I remember finishing our Long Beach broadcast and checking the clock to see how much time I had to make it to LAX for my red-eye flight home. Yep, enough to log a few miles. I went to Las Vegas for a Guns N’ Roses show and spent my free time with a one-day pass to my local gym’s Nevada franchise. Yes, I planned for a new year’s resolution and grew an obsessive-compulsive disorder. 

I haven’t set a resolution since, unless you count getting a new car this spring. My 12-year-old Jeep Grand Cherokee has 196,000 miles on it, and I’m hellbent on getting it to 200K. That guy in the far-right lane whose turn signal won’t disengage? Me, battling my latest case of seasonal OCD. 

It’s new cars that will entice me in the spring, and I don’t mean just mine. I saw the new INDYCAR chassis when Juan Pablo Montoya and Oriol Servia tested it at Indianapolis Motor Speedway in July. I LOVED the way they looked. Sleek, less “bulky” and smooth. Of course, I don’t know enough physics to understand how that translates into the racing product. Time will tell for that. Nonetheless, I look forward to watching the new cars on track. 

Perhaps that will be my new year’s resolution: Better appreciation. 

I run into a lot of race fans in the offseason who share with me their excitement for the upcoming season.
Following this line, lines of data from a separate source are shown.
//! Sampling helpers shared by launches and emitters.

use std::ops::Range;

use rand::Rng;

/// Uniform sample from `lo..hi`; an empty or inverted range yields `lo`.
#[inline]
pub fn randf<R: Rng + ?Sized>(rng: &mut R, lo: f32, hi: f32) -> f32 {
    if hi > lo {
        rng.gen_range(lo..hi)
    } else {
        lo
    }
}

/// [`randf`] over a `Range`.
#[inline]
pub fn sample<R: Rng + ?Sized>(rng: &mut R, range: &Range<f32>) -> f32 {
    randf(rng, range.start, range.end)
}
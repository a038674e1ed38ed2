//! Generational arena with deferred destruction.
//!
//! Entities are addressed by [`Index`] rather than by reference, so an
//! entity can ask to be destroyed while a broadcast over the arena is still
//! running. Destruction is two-phase: [`Arena::mark`] flags the slot, and
//! [`Arena::sweep`] removes every flagged value at a single safe point.
//! A stale index (its slot freed and reused) never aliases the new value
//! because the slot generation changes on every removal.

/// Stable handle to a value in an [`Arena`].
#[derive(Debug, Clone, Copy, PartialEq, Eq, Hash, PartialOrd, Ord)]
pub struct Index {
    slot: u32,
    generation: u32,
}

impl Index {
    /// Slot number, for diagnostics.
    #[inline]
    pub fn slot(&self) -> u32 {
        self.slot
    }
}

#[derive(Debug)]
enum Slot<T> {
    Occupied {
        generation: u32,
        value: T,
        marked: bool,
    },
    Vacant {
        generation: u32,
    },
}

/// Slot storage with free-list reuse.
#[derive(Debug)]
pub struct Arena<T> {
    slots: Vec<Slot<T>>,
    free: Vec<u32>,
    len: usize,
}

impl<T> Arena<T> {
    pub fn new() -> Self {
        Self {
            slots: Vec::new(),
            free: Vec::new(),
            len: 0,
        }
    }

    /// Number of values, marked or not.
    #[inline]
    pub fn len(&self) -> usize {
        self.len
    }

    #[inline]
    pub fn is_empty(&self) -> bool {
        self.len == 0
    }

    /// Store a value and return its handle.
    pub fn insert(&mut self, value: T) -> Index {
        self.len += 1;
        if let Some(slot) = self.free.pop() {
            let entry = &mut self.slots[slot as usize];
            let generation = match entry {
                Slot::Vacant { generation } => *generation,
                // Free list only holds vacant slots
                Slot::Occupied { generation, .. } => generation.wrapping_add(1),
            };
            *entry = Slot::Occupied {
                generation,
                value,
                marked: false,
            };
            return Index { slot, generation };
        }

        let slot = self.slots.len() as u32;
        self.slots.push(Slot::Occupied {
            generation: 0,
            value,
            marked: false,
        });
        Index { slot, generation: 0 }
    }

    pub fn get(&self, index: Index) -> Option<&T> {
        match self.slots.get(index.slot as usize) {
            Some(Slot::Occupied { generation, value, .. }) if *generation == index.generation => {
                Some(value)
            }
            _ => None,
        }
    }

    pub fn get_mut(&mut self, index: Index) -> Option<&mut T> {
        match self.slots.get_mut(index.slot as usize) {
            Some(Slot::Occupied { generation, value, .. }) if *generation == index.generation => {
                Some(value)
            }
            _ => None,
        }
    }

    pub fn contains(&self, index: Index) -> bool {
        self.get(index).is_some()
    }

    /// Remove a value immediately.
    pub fn remove(&mut self, index: Index) -> Option<T> {
        let entry = self.slots.get_mut(index.slot as usize)?;
        match entry {
            Slot::Occupied { generation, .. } if *generation == index.generation => {}
            _ => return None,
        }
        let vacant = Slot::Vacant {
            generation: index.generation.wrapping_add(1),
        };
        match std::mem::replace(entry, vacant) {
            Slot::Occupied { value, .. } => {
                self.free.push(index.slot);
                self.len -= 1;
                Some(value)
            }
            Slot::Vacant { .. } => None,
        }
    }

    /// Flag a value for removal at the next [`sweep`](Self::sweep).
    ///
    /// Returns `false` for stale handles. Marking twice is harmless.
    pub fn mark(&mut self, index: Index) -> bool {
        match self.slots.get_mut(index.slot as usize) {
            Some(Slot::Occupied { generation, marked, .. }) if *generation == index.generation => {
                *marked = true;
                true
            }
            _ => false,
        }
    }

    pub fn is_marked(&self, index: Index) -> bool {
        matches!(
            self.slots.get(index.slot as usize),
            Some(Slot::Occupied { generation, marked: true, .. }) if *generation == index.generation
        )
    }

    /// Remove every marked value, returning them in slot order.
    pub fn sweep(&mut self) -> Vec<(Index, T)> {
        let marked: Vec<Index> = self
            .iter_with_marks()
            .filter(|(_, _, marked)| *marked)
            .map(|(index, _, _)| index)
            .collect();
        marked
            .into_iter()
            .filter_map(|index| self.remove(index).map(|value| (index, value)))
            .collect()
    }

    /// Snapshot of every handle that is not marked.
    ///
    /// Broadcasts iterate this snapshot so values inserted or marked during
    /// the broadcast do not disturb it.
    pub fn live_indices(&self) -> Vec<Index> {
        self.iter().map(|(index, _)| index).collect()
    }

    /// Unmarked values with their handles.
    pub fn iter(&self) -> impl Iterator<Item = (Index, &T)> {
        self.iter_with_marks()
            .filter(|(_, _, marked)| !*marked)
            .map(|(index, value, _)| (index, value))
    }

    /// Unmarked values, mutably.
    pub fn iter_mut(&mut self) -> impl Iterator<Item = (Index, &mut T)> {
        self.slots
            .iter_mut()
            .enumerate()
            .filter_map(|(slot, entry)| match entry {
                Slot::Occupied {
                    generation,
                    value,
                    marked: false,
                } => Some((
                    Index {
                        slot: slot as u32,
                        generation: *generation,
                    },
                    value,
                )),
                _ => None,
            })
    }

    fn iter_with_marks(&self) -> impl Iterator<Item = (Index, &T, bool)> {
        self.slots
            .iter()
            .enumerate()
            .filter_map(|(slot, entry)| match entry {
                Slot::Occupied {
                    generation,
                    value,
                    marked,
                } => Some((
                    Index {
                        slot: slot as u32,
                        generation: *generation,
                    },
                    value,
                    *marked,
                )),
                Slot::Vacant { .. } => None,
            })
    }
}

impl<T> Default for Arena<T> {
    fn default() -> Self {
        Self::new()
    }
}
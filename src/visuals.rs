//! Colors and blending for fireworks.
//!
//! Each cluster is tinted with one [`StarColor`] picked at random when it
//! is created. How a pass composites onto the frame is a [`BlendMode`];
//! stars use [`BlendMode::Additive`] so overlapping bursts glow.

use glam::Vec3;
use rand::Rng;

/// Named firework colors.
#[derive(Debug, Clone, Copy, PartialEq, Eq, Hash)]
pub enum StarColor {
    Red,
    Orange,
    Gold,
    Yellow,
    Green,
    Blue,
    Purple,
    Silver,
}

impl StarColor {
    /// Every palette entry, in a fixed order.
    pub const ALL: [StarColor; 8] = [
        StarColor::Red,
        StarColor::Orange,
        StarColor::Gold,
        StarColor::Yellow,
        StarColor::Green,
        StarColor::Blue,
        StarColor::Purple,
        StarColor::Silver,
    ];

    /// Linear RGB tint.
    pub fn rgb(&self) -> Vec3 {
        match self {
            StarColor::Red => Vec3::new(1.0, 0.0, 0.0),
            StarColor::Orange => Vec3::new(1.0, 0.6, 0.0),
            StarColor::Gold => Vec3::new(1.0, 0.84, 0.0),
            StarColor::Yellow => Vec3::new(1.0, 1.0, 0.0),
            StarColor::Green => Vec3::new(0.0, 1.0, 0.0),
            StarColor::Blue => Vec3::new(0.0, 0.0, 1.0),
            StarColor::Purple => Vec3::new(0.5, 0.0, 0.5),
            StarColor::Silver => Vec3::new(0.75, 0.75, 0.75),
        }
    }

    pub fn name(&self) -> &'static str {
        match self {
            StarColor::Red => "red",
            StarColor::Orange => "orange",
            StarColor::Gold => "gold",
            StarColor::Yellow => "yellow",
            StarColor::Green => "green",
            StarColor::Blue => "blue",
            StarColor::Purple => "purple",
            StarColor::Silver => "silver",
        }
    }

    /// Uniform pick from the palette.
    pub fn random<R: Rng + ?Sized>(rng: &mut R) -> Self {
        Self::ALL[rng.gen_range(0..Self::ALL.len())]
    }
}

/// How a pass combines its fragments with the frame.
#[derive(Debug, Clone, Copy, PartialEq, Eq, Default)]
pub enum BlendMode {
    /// No blending, depth written. Shells.
    #[default]
    Opaque,

    /// Standard alpha blending. Overlays.
    Alpha,

    /// Colors add up and never occlude each other. Stars.
    Additive,
}

impl BlendMode {
    pub fn blend_state(&self) -> Option<wgpu::BlendState> {
        match self {
            BlendMode::Opaque => None,
            BlendMode::Alpha => Some(wgpu::BlendState::ALPHA_BLENDING),
            BlendMode::Additive => Some(wgpu::BlendState {
                color: wgpu::BlendComponent {
                    src_factor: wgpu::BlendFactor::SrcAlpha,
                    dst_factor: wgpu::BlendFactor::One,
                    operation: wgpu::BlendOperation::Add,
                },
                alpha: wgpu::BlendComponent {
                    src_factor: wgpu::BlendFactor::One,
                    dst_factor: wgpu::BlendFactor::One,
                    operation: wgpu::BlendOperation::Add,
                },
            }),
        }
    }

    /// Additive passes test depth but must not write it.
    pub fn writes_depth(&self) -> bool {
        matches!(self, BlendMode::Opaque)
    }
}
Their travel itinerary for St. Pete, their camping location for Road America, their intrigue to see the vintage museum at Barber or their wine-tasting vacation planned around Sonoma. I appreciate those conversations because they remind me I’m very fortunate to do what I do. 

I’ve said it before and I’ll say it again: The Verizon IndyCar Series is the most versatile, challenging racing series in the world. I know this, I say this, I witness this. Yet I don’t know that I truly stop to admire it. 

To see Charlie Kimball make a pass for the win exiting the Mid-Ohio keyhole, to witness Graham Rahal scream through Barber’s elevation changes without a front wing, to watch three cars scream up Long Beach’s Shoreline Drive into an opening turn that only has room for one. 

I don’t know that I’ve stopped to admire Takuma Sato nursing an ailing car around Sonoma’s narrow corners while keeping his competitors clean, Josef Newgarden getting inside of a teammate with only room for Roger Penske’s credit card between them. I didn’t take the time to absorb what it took for Helio Castroneves to wheel a cracked tub to within a few more logged miles of racing’s most elite trichotomy. I may have taken for granted what it took for a banged-up Ryan Hunter-Reay to go from a 138-G Pocono qualifying crash to a top-10 finish a day later. I might not have taken the time to grasp, seemingly each year at Belle Isle, that I witness the non-literary art of racing in the rain. 

When you run a half marathon, you get through by soaking in the environment around you. You worry less about your movement and focus more on your ambiance. The bands playing on the sidewalk. The funny signs from the sideline supporters. The landmarks you fly past in your car now beacon as the site of the next water table. It gets you through to the finish. 

And maybe that’s where I need to start for the 2018 INDYCAR season. Appreciating more the spectacle unfolding before me. Grasping the beauty of the campsites, the SPF45 being applied at St. Pete, the care-free grins courtesy of the wines of Sonoma. 

It was a good feeling to accomplish my goal in 2016. Yet, when I did, the inevitable thought overcame me: “Now what?”

In 2018, I guess the resolution that has come from my epiphany will allow for a more ongoing answer. 

Simply wait for the next race, to fully appreciate seeing what I seemingly never saw before.